Can you find the lines of the listing that include "only" and copy every one?

Data to process Start Marker

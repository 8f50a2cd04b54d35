use std::collections::BTreeSet;

use log::{debug, info, warn};
use rust_lapper::{Interval, Lapper};
use rustc_hash::{FxHashMap, FxHashSet};
use serde::{Deserialize, Serialize};

use crate::breakpoints::Strand;
use crate::chromosome::{ChromMapping, ChromStyle};
use crate::error::{RtError, RtResult};

/// index of an exon inside an [`Annotation`]
pub type ExonIdx = usize;

#[derive(Debug, Clone, PartialEq, Eq, Serialize, Deserialize)]
pub struct Exon {
    pub exon_id: String,
    pub chrom: String,
    /// 1-based, inclusive
    pub start: u64,
    pub end: u64,
    pub strand: Strand,
    pub gene_id: String,
    pub tx_names: Vec<String>,
}

impl Exon {
    pub fn boundary(&self, side: Boundary) -> u64 {
        match side {
            Boundary::Start => self.start,
            Boundary::End => self.end,
        }
    }
}

#[derive(Debug, Clone, Copy, PartialEq, Eq)]
pub enum Boundary {
    Start,
    End,
}

#[derive(Debug, Clone, PartialEq, Eq, Serialize, Deserialize)]
pub struct TranscriptInfo {
    pub tx_name: String,
    pub gene_id: String,
    /// None when the source does not supply it; derived from the exons then.
    pub exon_count: Option<usize>,
}

/// Read-only annotation snapshot: exons with their transcript membership,
/// transcript exon counts and transcript -> gene -> symbol resolution.
#[derive(Debug, Clone)]
pub struct Annotation {
    exons: Vec<Exon>,
    tx_exon_count: FxHashMap<String, usize>,
    /// counts supplied by the source; they survive chromosome pruning
    explicit_exon_count: FxHashMap<String, usize>,
    tx_genes: FxHashMap<String, BTreeSet<String>>,
    gene_symbols: FxHashMap<String, String>,
    chroms: ChromMapping,
}

impl Annotation {
    /// `transcripts` may be partial: transcripts only referenced by exons get
    /// their exon count and gene from the exon rows.
    pub fn new(
        exons: Vec<Exon>,
        transcripts: Vec<TranscriptInfo>,
        gene_symbols: Vec<(String, String)>,
    ) -> RtResult<Self> {
        if exons.is_empty() {
            return Err(RtError::InvalidInput(
                "Annotation snapshot has no exons".to_string(),
            ));
        }

        let mut chroms = ChromMapping::new();
        let mut tx_genes: FxHashMap<String, BTreeSet<String>> = FxHashMap::default();

        for exon in exons.iter() {
            if exon.end < exon.start {
                return Err(RtError::InvalidInput(format!(
                    "Exon {} has end {} before start {}",
                    exon.exon_id, exon.end, exon.start
                )));
            }
            chroms.add_chrom(&exon.chrom);
            for tx in exon.tx_names.iter() {
                if !exon.gene_id.is_empty() {
                    tx_genes
                        .entry(tx.clone())
                        .or_default()
                        .insert(exon.gene_id.clone());
                }
            }
        }

        let mut explicit_exon_count: FxHashMap<String, usize> = FxHashMap::default();
        for tx in transcripts {
            if let Some(count) = tx.exon_count {
                explicit_exon_count.insert(tx.tx_name.clone(), count);
            }
            if !tx.gene_id.is_empty() {
                tx_genes.entry(tx.tx_name).or_default().insert(tx.gene_id);
            }
        }

        let gene_symbols = gene_symbols
            .into_iter()
            .filter(|(_, symbol)| !symbol.is_empty())
            .collect::<FxHashMap<String, String>>();

        let tx_exon_count = count_exons(&exons, &explicit_exon_count);

        Ok(Annotation {
            exons,
            tx_exon_count,
            explicit_exon_count,
            tx_genes,
            gene_symbols,
            chroms,
        })
    }

    /// New snapshot renamed into `style` and restricted to canonical
    /// chromosomes. Exon counts are recounted over the kept exons unless the
    /// source supplied them. `self` is left untouched.
    pub fn normalized(&self, style: ChromStyle) -> RtResult<Annotation> {
        let dropped: FxHashSet<String> = self.chroms.non_canonical().into_iter().collect();

        let mut chroms = ChromMapping::new();
        let exons: Vec<Exon> = self
            .exons
            .iter()
            .filter(|exon| !dropped.contains(&exon.chrom))
            .map(|exon| {
                let mut exon = exon.clone();
                exon.chrom = style.rename(&exon.chrom);
                chroms.add_chrom(&exon.chrom);
                exon
            })
            .collect();

        if exons.is_empty() {
            return Err(RtError::InvalidInput(
                "Annotation has no exons on canonical chromosomes".to_string(),
            ));
        }

        let tx_exon_count = count_exons(&exons, &self.explicit_exon_count);
        let normalized = Annotation {
            exons,
            tx_exon_count,
            explicit_exon_count: self.explicit_exon_count.clone(),
            tx_genes: self.tx_genes.clone(),
            gene_symbols: self.gene_symbols.clone(),
            chroms,
        };

        info!(
            "Normalized annotation to {:?} style: {} of {} exons on {} chromosomes",
            style,
            normalized.len(),
            self.exons.len(),
            normalized.chroms.get_size()
        );
        debug!("Annotation chromosomes: {:?}", normalized.chrom_names());

        Ok(normalized)
    }

    pub fn exons(&self) -> &[Exon] {
        &self.exons
    }

    pub fn exon(&self, idx: ExonIdx) -> &Exon {
        &self.exons[idx]
    }

    pub fn len(&self) -> usize {
        self.exons.len()
    }

    pub fn is_empty(&self) -> bool {
        self.exons.is_empty()
    }

    pub fn chrom_names(&self) -> Vec<String> {
        self.chroms.get_chrom_names()
    }

    pub fn exon_count(&self, tx_name: &str) -> Option<usize> {
        self.tx_exon_count.get(tx_name).copied()
    }

    /// adjacent exon pairs of the transcript
    pub fn expected_junctions(&self, tx_name: &str) -> usize {
        self.exon_count(tx_name)
            .map(|n| n.saturating_sub(1))
            .unwrap_or(0)
    }

    /// transcript names of a set of exons
    pub fn transcripts_of(&self, exon_idxs: &[ExonIdx]) -> BTreeSet<String> {
        exon_idxs
            .iter()
            .flat_map(|idx| self.exons[*idx].tx_names.iter().cloned())
            .collect()
    }

    /// Gene symbols of a transcript. Transcripts without a gene, or genes
    /// without a symbol, resolve to nothing.
    pub fn gene_symbols_of(&self, tx_name: &str) -> BTreeSet<String> {
        match self.tx_genes.get(tx_name) {
            Some(genes) => genes
                .iter()
                .filter_map(|gene_id| self.gene_symbols.get(gene_id).cloned())
                .collect(),
            None => {
                debug!("Transcript {} has no gene", tx_name);
                BTreeSet::new()
            }
        }
    }
}

/// exons per transcript; `explicit` entries win
fn count_exons(
    exons: &[Exon],
    explicit: &FxHashMap<String, usize>,
) -> FxHashMap<String, usize> {
    let mut counts: FxHashMap<String, usize> = FxHashMap::default();
    for tx in exons.iter().flat_map(|exon| exon.tx_names.iter()) {
        *counts.entry(tx.clone()).or_insert(0) += 1;
    }
    counts.extend(explicit.iter().map(|(tx, n)| (tx.clone(), *n)));
    counts
}

type IV = Interval<u64, ExonIdx>;

/// Per-chromosome index over one exon boundary, widened by `maxgap` on both
/// sides so that a point query returns every boundary within the gap.
#[derive(Debug, Clone)]
pub struct BoundaryIndex {
    tree: FxHashMap<String, Lapper<u64, ExonIdx>>,
    pub side: Boundary,
    pub maxgap: u64,
}

impl BoundaryIndex {
    pub fn new(annotation: &Annotation, side: Boundary, maxgap: u64) -> Self {
        let mut chrom_ivs: FxHashMap<String, Vec<IV>> = FxHashMap::default();
        for (idx, exon) in annotation.exons().iter().enumerate() {
            let boundary = exon.boundary(side);
            chrom_ivs.entry(exon.chrom.clone()).or_default().push(Interval {
                start: boundary.saturating_sub(maxgap),
                stop: boundary.saturating_add(maxgap).saturating_add(1),
                val: idx,
            });
        }

        let tree = chrom_ivs
            .into_iter()
            .map(|(chrom, ivs)| (chrom, Lapper::new(ivs)))
            .collect::<FxHashMap<String, Lapper<u64, ExonIdx>>>();

        if tree.is_empty() {
            warn!("Boundary index for {:?} is empty", side);
        }

        BoundaryIndex { tree, side, maxgap }
    }

    /// exons whose boundary lies within `maxgap` of `pos`, sorted
    pub fn find(&self, chrom: &str, pos: u64) -> Vec<ExonIdx> {
        match self.tree.get(chrom) {
            Some(lapper) => {
                let mut hits = lapper
                    .find(pos, pos.saturating_add(1))
                    .map(|iv| iv.val)
                    .collect::<Vec<ExonIdx>>();
                hits.sort_unstable();
                hits
            }
            None => Vec::new(),
        }
    }
}

#[cfg(test)]
mod tests {
    use super::*;
    use crate::testutil::{exon, tx1_annotation};

    #[test]
    fn test_exon_count_is_derived() {
        let anno = tx1_annotation();
        assert_eq!(anno.exon_count("TX1"), Some(5));
        assert_eq!(anno.expected_junctions("TX1"), 4);
        assert_eq!(anno.expected_junctions("NOPE"), 0);
    }

    #[test]
    fn test_explicit_exon_count_wins() {
        let exons = vec![exon("E1", "chr1", 100, 200, "G1", &["T1"])];
        let anno = Annotation::new(
            exons,
            vec![TranscriptInfo {
                tx_name: "T1".to_string(),
                gene_id: "G1".to_string(),
                exon_count: Some(7),
            }],
            vec![],
        )
        .unwrap();
        assert_eq!(anno.expected_junctions("T1"), 6);
    }

    #[test]
    fn test_gene_symbol_resolution() {
        let exons = vec![
            exon("E1", "chr1", 100, 200, "G1", &["T1", "T2"]),
            exon("E2", "chr1", 300, 400, "G2", &["T2"]),
            exon("E3", "chr1", 500, 600, "G3", &["T3"]),
        ];
        let anno = Annotation::new(
            exons,
            vec![],
            vec![
                ("G1".to_string(), "ABC".to_string()),
                ("G2".to_string(), "XYZ".to_string()),
            ],
        )
        .unwrap();

        assert_eq!(
            anno.gene_symbols_of("T1").into_iter().collect::<Vec<_>>(),
            vec!["ABC".to_string()]
        );
        assert_eq!(anno.gene_symbols_of("T2").len(), 2);
        assert!(anno.gene_symbols_of("T3").is_empty());
        assert!(anno.gene_symbols_of("T4").is_empty());
    }

    #[test]
    fn test_empty_annotation_is_rejected() {
        assert!(matches!(
            Annotation::new(vec![], vec![], vec![]),
            Err(RtError::InvalidInput(_))
        ));
    }

    #[test]
    fn test_normalized_renames_and_prunes() {
        let exons = vec![
            exon("E1", "1", 100, 200, "G1", &["T1"]),
            exon("E2", "GL000220.1", 100, 200, "G1", &["T1"]),
            exon("E3", "MT", 100, 200, "G9", &["T9"]),
        ];
        let anno = Annotation::new(exons, vec![], vec![]).unwrap();
        let norm = anno.normalized(ChromStyle::Ucsc).unwrap();
        assert_eq!(norm.len(), 1);
        assert_eq!(norm.exon(0).chrom, "chr1");
        assert_eq!(norm.chrom_names(), vec!["chr1".to_string()]);
        // the source snapshot is untouched
        assert_eq!(anno.len(), 3);
        assert_eq!(anno.exon(0).chrom, "1");
        // pruned copies no longer count
        assert_eq!(anno.exon_count("T1"), Some(2));
        assert_eq!(norm.exon_count("T1"), Some(1));
        assert_eq!(norm.exon_count("T9"), None);
    }

    #[test]
    fn test_normalized_keeps_explicit_exon_count() {
        let exons = vec![
            exon("E1", "chr1", 100, 200, "G1", &["T1", "T2"]),
            exon("E2", "chr1_KI270706v1_random", 300, 400, "G1", &["T1", "T2"]),
        ];
        let anno = Annotation::new(
            exons,
            vec![TranscriptInfo {
                tx_name: "T2".to_string(),
                gene_id: "G1".to_string(),
                exon_count: Some(4),
            }],
            vec![],
        )
        .unwrap();
        let norm = anno.normalized(ChromStyle::Ucsc).unwrap();
        assert_eq!(norm.exon_count("T1"), Some(1));
        assert_eq!(norm.exon_count("T2"), Some(4));
    }

    #[test]
    fn test_normalized_without_canonical_exons_fails() {
        let exons = vec![exon("E1", "chrUn_x", 100, 200, "G1", &["T1"])];
        let anno = Annotation::new(exons, vec![], vec![]).unwrap();
        assert!(anno.normalized(ChromStyle::Ucsc).is_err());
    }

    #[test]
    fn test_boundary_index_is_inclusive() {
        let exons = vec![exon("E1", "chr1", 1000, 1500, "G1", &["T1"])];
        let anno = Annotation::new(exons, vec![], vec![]).unwrap();

        let starts = BoundaryIndex::new(&anno, Boundary::Start, 100);
        assert_eq!(starts.find("chr1", 1100), vec![0]);
        assert_eq!(starts.find("chr1", 900), vec![0]);
        assert!(starts.find("chr1", 1101).is_empty());
        assert!(starts.find("chr1", 899).is_empty());
        assert!(starts.find("chr2", 1000).is_empty());

        let ends = BoundaryIndex::new(&anno, Boundary::End, 0);
        assert_eq!(ends.find("chr1", 1500), vec![0]);
        assert!(ends.find("chr1", 1501).is_empty());
        assert!(ends.find("chr1", 1499).is_empty());
    }

    #[test]
    fn test_boundary_index_near_zero() {
        let exons = vec![exon("E1", "chr1", 10, 50, "G1", &["T1"])];
        let anno = Annotation::new(exons, vec![], vec![]).unwrap();
        let starts = BoundaryIndex::new(&anno, Boundary::Start, 100);
        assert_eq!(starts.find("chr1", 0), vec![0]);
        assert_eq!(starts.find("chr1", 110), vec![0]);
        assert!(starts.find("chr1", 111).is_empty());
    }
}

Data to process End Marker

▶ [Output below]
/// Read-only annotation snapshot: exons with their transcript membership,
    /// `transcripts` may be partial: transcripts only referenced by exons get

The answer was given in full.